For me, Henry Gough, my great-grandfather has turned out to be a bit of a local hero. I accept he must have possessed
great faults – one cannot just set aside his colourful life or his infidelities with the swish of a pen. They are
inescapable. In his defence, I have discovered that he made sure to provide for all his children, from both
relationships, some of whom, like my grandfather, went on to greater things. How he achieved this remains a total
mystery. Considering their number, it’s interesting to speculate how my great-grandfather made all his money. I
picture him atop the hansom, flicking his horse forwards, searching out custom, delving into all corners of the
greatest city in the world. The contrasts must have been stark – an opportunity to mix with both the “great and
good” and hack it with the less savoury criminal classes too – all in a single day. From riches to rags during a
night-time’s shift,
Through it all, I’m left with an image of a man with courage, determination and dash. A man with a romantic streak, a
sensual side; an opportunist perhaps, who was unafraid to break the conventions of his age. Henry Gough inherited
nothing but bequeathed much. Orphaned so young, rising out of poverty, becoming the father of so many offspring from
two separate families under two different names; it must have been quite a bumpy life’s journey. Conquering the
financial and social challenges of the time were no mean feat either, especially as he managed – we assume hopefully
– to stay on the right side of the law ...

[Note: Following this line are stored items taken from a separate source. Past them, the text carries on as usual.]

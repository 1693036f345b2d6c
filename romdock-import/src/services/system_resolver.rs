//! Decides which system a candidate belongs to
//!
//! Extension first. When several systems claim the extension the content
//! hash is looked up in the reference database, then in the catalog, and
//! finally the catalog is searched for an entry with the same stripped name.
//! Anything still ambiguous is a conflict for a person to settle.

use crate::db::{CatalogStore, PathPredicate, ReferenceDatabase};
use crate::error::{ImportError, ImportResult};
use crate::models::{SystemDescriptor, SystemSnapshot};
use crate::naming;
use crate::services::candidate::ImportCandidate;
use std::collections::BTreeSet;
use std::path::PathBuf;
use std::sync::Arc;

/// How a system was chosen
#[derive(Debug, Clone, Copy, PartialEq, Eq)]
pub enum ResolvedVia {
    /// Only one system claims the extension
    Extension,
    /// The reference database knows the hash for exactly one system
    ReferenceHash,
    /// The catalog already holds this content
    CatalogHash,
    /// Exactly one catalog entry has the same stripped name
    CatalogName,
}

/// Outcome of system resolution
#[derive(Debug, Clone)]
pub enum Resolution {
    Resolved {
        system: Arc<SystemDescriptor>,
        via: ResolvedVia,
    },
    /// Several systems remain possible
    Conflict { candidate_systems: Vec<String> },
    /// No system claims the extension
    NotImportable { deleted: bool },
}

/// Maps candidates to systems
pub struct SystemResolver {
    catalog: Arc<dyn CatalogStore>,
    reference: Arc<dyn ReferenceDatabase>,
    import_dir: PathBuf,
}

impl SystemResolver {
    pub fn new(
        catalog: Arc<dyn CatalogStore>,
        reference: Arc<dyn ReferenceDatabase>,
        import_dir: impl Into<PathBuf>,
    ) -> Self {
        Self {
            catalog,
            reference,
            import_dir: import_dir.into(),
        }
    }

    pub async fn resolve(
        &self,
        candidate: &ImportCandidate,
        snapshot: &SystemSnapshot,
    ) -> ImportResult<Resolution> {
        let path = candidate.path();
        let systems = snapshot.systems_for_extension(&candidate.extension());

        match systems {
            [] => {
                let deleted = self.delete_if_junk(candidate).await?;
                return Ok(Resolution::NotImportable { deleted });
            }
            [only] => {
                return Ok(Resolution::Resolved {
                    system: Arc::clone(only),
                    via: ResolvedVia::Extension,
                });
            }
            _ => {}
        }

        let ids: Vec<String> = systems.iter().map(|s| s.id.clone()).collect();
        let hash = candidate.content_hash().await?.to_string();
        tracing::debug!(path = %path.display(), candidates = ?ids, "Extension is ambiguous, checking hash");

        match self.reference.query_by_hash(&hash).await {
            Ok(records) => {
                let matched: BTreeSet<&str> = records
                    .iter()
                    .filter_map(|r| r.system_database_id)
                    .filter_map(|db_id| snapshot.system_for_database_id(db_id))
                    .map(|s| s.id.as_str())
                    .filter(|id| ids.iter().any(|c| c == id))
                    .collect();
                if matched.len() == 1 {
                    if let Some(system) = matched.iter().next().and_then(|id| snapshot.system(id)) {
                        return Ok(Resolution::Resolved {
                            system: Arc::clone(system),
                            via: ResolvedVia::ReferenceHash,
                        });
                    }
                }
            }
            Err(e) => {
                tracing::warn!(path = %path.display(), "Reference lookup by hash failed: {}", e);
            }
        }

        if let Some(existing) = self.catalog.find_by_hash(&hash).await? {
            if let Some(system) = snapshot.system(&existing.system_id) {
                if ids.contains(&existing.system_id) {
                    return Ok(Resolution::Resolved {
                        system: Arc::clone(system),
                        via: ResolvedVia::CatalogHash,
                    });
                }
            }
        }

        let stripped = candidate.stripped_stem();
        let hits = self
            .catalog
            .find(&ids, &PathPredicate::StrippedPrefix(stripped))
            .await?;
        if let [hit] = hits.as_slice() {
            if let Some(system) = snapshot.system(&hit.system_id) {
                tracing::debug!(
                    path = %path.display(),
                    matched = %hit.relative_path,
                    "Resolved by existing catalog entry"
                );
                return Ok(Resolution::Resolved {
                    system: Arc::clone(system),
                    via: ResolvedVia::CatalogName,
                });
            }
        }

        Ok(Resolution::Conflict {
            candidate_systems: ids,
        })
    }

    /// Delete a file nobody can use, but only from the import directory
    ///
    /// Kept: anything outside the import directory, folders, archives,
    /// images and disc-image parts.
    async fn delete_if_junk(&self, candidate: &ImportCandidate) -> ImportResult<bool> {
        let path = candidate.path();
        if !path.starts_with(&self.import_dir)
            || path.is_dir()
            || naming::is_archive(path)
            || naming::is_artwork(path)
            || naming::is_cd_file(path)
        {
            tracing::debug!(path = %path.display(), "Not importable, leaving in place");
            return Ok(false);
        }

        tokio::fs::remove_file(path)
            .await
            .map_err(|e| ImportError::fs(path, e))?;
        tracing::info!(path = %path.display(), "Deleted junk file");
        Ok(true)
    }
}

‘So, what’s next?’ I can hear my great-grandfather calling out to me from the grave.
‘It’s time to return to the present!’ I reply, trying not to look ungrateful.
And so, there it is. Now, more than a hundred-and-fifty years after my great-grandparent’s passionate story consumed
their every moment, I find myself ensconced in breezy Sussex by the sea, still with a book to write – and still
miles away from the emerald-green rice fields of my beloved Isaan. What was it that had suddenly hurtled me,
clip-clopping down London’s lamp-lit streets, into the dreamy world of a Victorian romance? Had I been dragged there
by the unseen force of my great-grandparent’s heroic saga? If, in some spiritual, subliminal way, they’d been
responsible for my fleeting imprisonment, I salute them. Their capture of me has allowed a wonderful story to see
the light of day. And from a personal perspective, I’d been given a chance to fantasise about the blank pages of
their stirring existences.
My new novel, The Peccavi Plot is the result. Within its pages, I’ve given Henry and Caroline leading roles. With a
little inventiveness on my part, I’ve offered up a fictional explanation about how they might have managed their
loves and lives. And I have added some extra spice to the plot – if more were needed … I’ve given them a mystery to
solve, a tangled web to unravel, an epic adventure to run. The story sees Henry drawn towards city districts awash
with vice and crime in his efforts to put bread on the table for his burgeoning family. Here he stumbles into the
midst of a clandestine plot that may endanger his country. It’s a tale designed to take the reader on a thrilling
hansom cab ride through the dimly lit streets of nineteenth century London towards the wild and dusty plains of
northern India, and into the grand estates of Tsarist Russia, where foreign forces plot to challenge Britain’s
imperial ambitions. Could the adventure have actually happened? Most definitely it could! Could my ancestors have
been involved? Well, perhaps not … but all the same, it’s been fascinating to speculate about their lives and
utterly absorbing to write about them.
A final thought ... As a third-generation product of Henry’s love affair with his long-time mistress, his eventual
wife, and my great-grandma, I suspect this makes me part of the bastard line.
Ha! I couldn’t give a fig! Perfect in fact.